"Borrowed" is the word to look for; copy each line of the listing where it occurs.

-.-.-

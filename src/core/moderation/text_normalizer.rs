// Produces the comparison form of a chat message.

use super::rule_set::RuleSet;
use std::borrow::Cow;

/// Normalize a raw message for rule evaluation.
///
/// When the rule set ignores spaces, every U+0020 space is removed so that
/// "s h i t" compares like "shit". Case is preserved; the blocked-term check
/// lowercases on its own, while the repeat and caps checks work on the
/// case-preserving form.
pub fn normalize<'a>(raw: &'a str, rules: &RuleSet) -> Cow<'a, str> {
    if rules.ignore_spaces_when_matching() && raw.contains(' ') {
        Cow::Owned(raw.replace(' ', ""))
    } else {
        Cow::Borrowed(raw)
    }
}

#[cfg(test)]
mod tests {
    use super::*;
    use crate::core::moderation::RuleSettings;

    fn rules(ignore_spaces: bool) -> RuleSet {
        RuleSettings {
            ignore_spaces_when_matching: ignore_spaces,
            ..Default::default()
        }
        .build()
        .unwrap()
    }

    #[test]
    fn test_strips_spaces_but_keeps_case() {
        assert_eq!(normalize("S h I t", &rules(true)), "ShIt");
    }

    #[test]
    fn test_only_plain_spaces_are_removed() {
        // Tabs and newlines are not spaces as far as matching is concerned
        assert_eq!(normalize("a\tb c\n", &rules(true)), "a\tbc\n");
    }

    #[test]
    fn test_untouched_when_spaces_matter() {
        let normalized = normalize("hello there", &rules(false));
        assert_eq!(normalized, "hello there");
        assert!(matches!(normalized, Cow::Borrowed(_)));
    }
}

-.-.-

## Response for this exercise
        Cow::Borrowed(raw)
        assert!(matches!(normalized, Cow::Borrowed(_)));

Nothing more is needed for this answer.